__Material supplied__.
● ● ●
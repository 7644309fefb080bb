//! Top-level application orchestration.
//!
//! `src/main.rs` is intentionally tiny; this module is the "real main" that:
//! - parses CLI arguments
//! - generates and writes datasets
//! - loads datasets and builds chart views
//! - prints reports/plots
//! - writes optional exports

use std::path::PathBuf;

use clap::Parser;

use crate::cli::{Command, DataDirArgs, EventsArgs, GenerateArgs, SelectionArgs, ViewArgs};
use crate::domain::{DateWindow, GenerationConfig};
use crate::error::AppError;

pub mod check;
pub mod pipeline;

use pipeline::{Dataset, Selection};

/// Entry point for the `trisk` binary.
pub fn run() -> Result<(), AppError> {
    // `trisk` and `trisk --data-dir X` behave like `trisk tui ...`.
    let argv = rewrite_args(std::env::args().collect());
    let cli = crate::cli::Cli::parse_from(argv);

    crate::logging::init(cli.command.default_log_filter());

    match cli.command {
        Command::Generate(args) => handle_generate(args),
        Command::View(args) => handle_view(args),
        Command::Events(args) => handle_events(args),
        Command::Check(args) => handle_check(args),
        Command::Tui(args) => handle_tui(args),
    }
}

fn handle_generate(args: GenerateArgs) -> Result<(), AppError> {
    let config = generation_config_from_args(&args)?;
    let out_dir = crate::config::resolve_data_dir(args.out.clone());
    let mut rng = crate::synth::source_from_seed(args.seed);

    log::info!(
        "generating {} turbines x {} components, {} .. {}",
        config.turbine_ids.len(),
        config.components.len(),
        config.window.start(),
        config.window.end()
    );
    let summary = pipeline::run_generate(&config, &out_dir, &mut rng)?;

    print!("{}", crate::report::format_generation_summary(&summary));
    Ok(())
}

fn handle_view(args: ViewArgs) -> Result<(), AppError> {
    let dataset = load_dataset(&args.selection.data)?;
    let mut selection = selection_from_args(&args.selection)?;
    selection.granularity = args.granularity;
    let request = pipeline::resolve_request(&dataset.metadata, &selection)?;
    let view = dataset.view(&request);

    println!("{}", crate::report::format_view_summary(&view));
    print!("{}", crate::report::format_series_table(&view.series));

    if !args.no_plot {
        println!();
        print!("{}", crate::plot::render_ascii_plot(&view, args.width, args.height));
    }

    if let Some(path) = &args.export {
        crate::io::write_view_csv(path, &view)?;
        log::info!("exported {} rows to {}", view.series.len(), path.display());
    }

    Ok(())
}

fn handle_events(args: EventsArgs) -> Result<(), AppError> {
    let dataset = load_dataset(&args.selection.data)?;
    let selection = selection_from_args(&args.selection)?;
    let request = pipeline::resolve_request(&dataset.metadata, &selection)?;

    let filter = crate::aggregate::EventFilter {
        range: request.range,
        turbine_id: if args.all_turbines { None } else { Some(request.turbine_id) },
        component: request.component.clone(),
    };
    let split = crate::aggregate::filter_events(&dataset.events, &filter);

    println!(
        "{} | {} .. {}\n",
        request.component, request.range.start, request.range.end
    );
    print!("{}", crate::report::format_events(&split));
    Ok(())
}

fn handle_check(args: DataDirArgs) -> Result<(), AppError> {
    let dataset = load_dataset(&args)?;
    let report = check::check_dataset(&dataset);
    print!("{}", crate::report::format_check_report(&report));
    if report.is_ok() {
        Ok(())
    } else {
        Err(AppError::data(format!(
            "Dataset in '{}' failed {} checks.",
            dataset.dir.display(),
            report.problems.len()
        )))
    }
}

fn handle_tui(args: DataDirArgs) -> Result<(), AppError> {
    let dir = crate::config::resolve_data_dir(args.data_dir);
    crate::tui::run(dir)
}

fn load_dataset(args: &DataDirArgs) -> Result<Dataset, AppError> {
    let dir: PathBuf = crate::config::resolve_data_dir(args.data_dir.clone());
    Dataset::load(&dir)
}

pub fn generation_config_from_args(args: &GenerateArgs) -> Result<GenerationConfig, AppError> {
    let end = match &args.end_date {
        Some(raw) => crate::calendar::parse_day(raw)?,
        None => crate::calendar::today(),
    };
    if args.years == 0 {
        return Err(AppError::usage("--years must be at least 1."));
    }

    let mut config = GenerationConfig::default_for(end)?;
    config.window = DateWindow::years_ending(end, args.years)?;
    if !args.turbines.is_empty() {
        config.turbine_ids = args.turbines.clone();
    }
    if !args.components.is_empty() {
        config.components = args.components.iter().map(|c| c.trim().to_string()).collect();
    }
    config.max_seed_offset = args.max_seed_offset;
    config.validate()?;
    Ok(config)
}

fn selection_from_args(args: &SelectionArgs) -> Result<Selection, AppError> {
    let start = args.start.as_deref().map(crate::calendar::parse_day).transpose()?;
    let end = args.end.as_deref().map(crate::calendar::parse_day).transpose()?;
    Ok(Selection {
        turbine_id: args.turbine,
        component: Some(args.component.clone()),
        preset: args.preset,
        start,
        end,
        granularity: None,
    })
}

/// Rewrite argv so `trisk` defaults to `trisk tui`.
///
/// Rules:
/// - `trisk`                       -> `trisk tui`
/// - `trisk --data-dir X ...`      -> `trisk tui --data-dir X ...`
/// - `trisk --help/--version/-h`   -> unchanged (show top-level help/version)
fn rewrite_args(mut argv: Vec<String>) -> Vec<String> {
    let Some(arg1) = argv.get(1).cloned() else {
        argv.push("tui".to_string());
        return argv;
    };

    let is_top_level_help_or_version = matches!(
        arg1.as_str(),
        "-h" | "--help" | "-V" | "--version" | "help"
    );
    if is_top_level_help_or_version {
        return argv;
    }

    let is_subcommand = matches!(
        arg1.as_str(),
        "generate" | "view" | "events" | "check" | "tui"
    );
    if is_subcommand {
        return argv;
    }

    // If the first token is a flag, treat it as "tui flags".
    if arg1.starts_with('-') {
        argv.insert(1, "tui".to_string());
        return argv;
    }

    // Otherwise, leave as-is.
    argv
}

#[cfg(test)]
mod tests {
    use super::*;
    use chrono::NaiveDate;

    fn argv(items: &[&str]) -> Vec<String> {
        items.iter().map(|s| s.to_string()).collect()
    }

    #[test]
    fn bare_invocation_opens_the_tui() {
        assert_eq!(rewrite_args(argv(&["trisk"])), argv(&["trisk", "tui"]));
        assert_eq!(
            rewrite_args(argv(&["trisk", "--data-dir", "x"])),
            argv(&["trisk", "tui", "--data-dir", "x"])
        );
        assert_eq!(rewrite_args(argv(&["trisk", "--help"])), argv(&["trisk", "--help"]));
        assert_eq!(
            rewrite_args(argv(&["trisk", "check"])),
            argv(&["trisk", "check"])
        );
    }

    #[test]
    fn generate_args_map_onto_config() {
        let cli = crate::cli::Cli::parse_from([
            "trisk",
            "generate",
            "--end-date",
            "2025-06-10",
            "--years",
            "2",
            "--turbines",
            "2,5",
            "--components",
            "Tower, Yaw",
        ]);
        let Command::Generate(args) = cli.command else {
            panic!("expected generate");
        };
        let config = generation_config_from_args(&args).unwrap();
        assert_eq!(config.window.start(), NaiveDate::from_ymd_opt(2023, 6, 10).unwrap());
        assert_eq!(config.turbine_ids, vec![2, 5]);
        assert_eq!(config.components, vec!["Tower".to_string(), "Yaw".to_string()]);
        assert_eq!(config.max_turbine_id(), 5);
    }

    #[test]
    fn bad_generate_args_are_usage_errors() {
        let cli = crate::cli::Cli::parse_from(["trisk", "generate", "--end-date", "2025-02-30"]);
        let Command::Generate(args) = cli.command else {
            panic!("expected generate");
        };
        let err = generation_config_from_args(&args).unwrap_err();
        assert_eq!(err.exit_code(), crate::error::EXIT_USAGE);
    }
}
● ● ●
__What this task involves__.
Look through the records and copy down every line that holds "writes".

__Problem solution__.
//! - generates and writes datasets
//! - writes optional exports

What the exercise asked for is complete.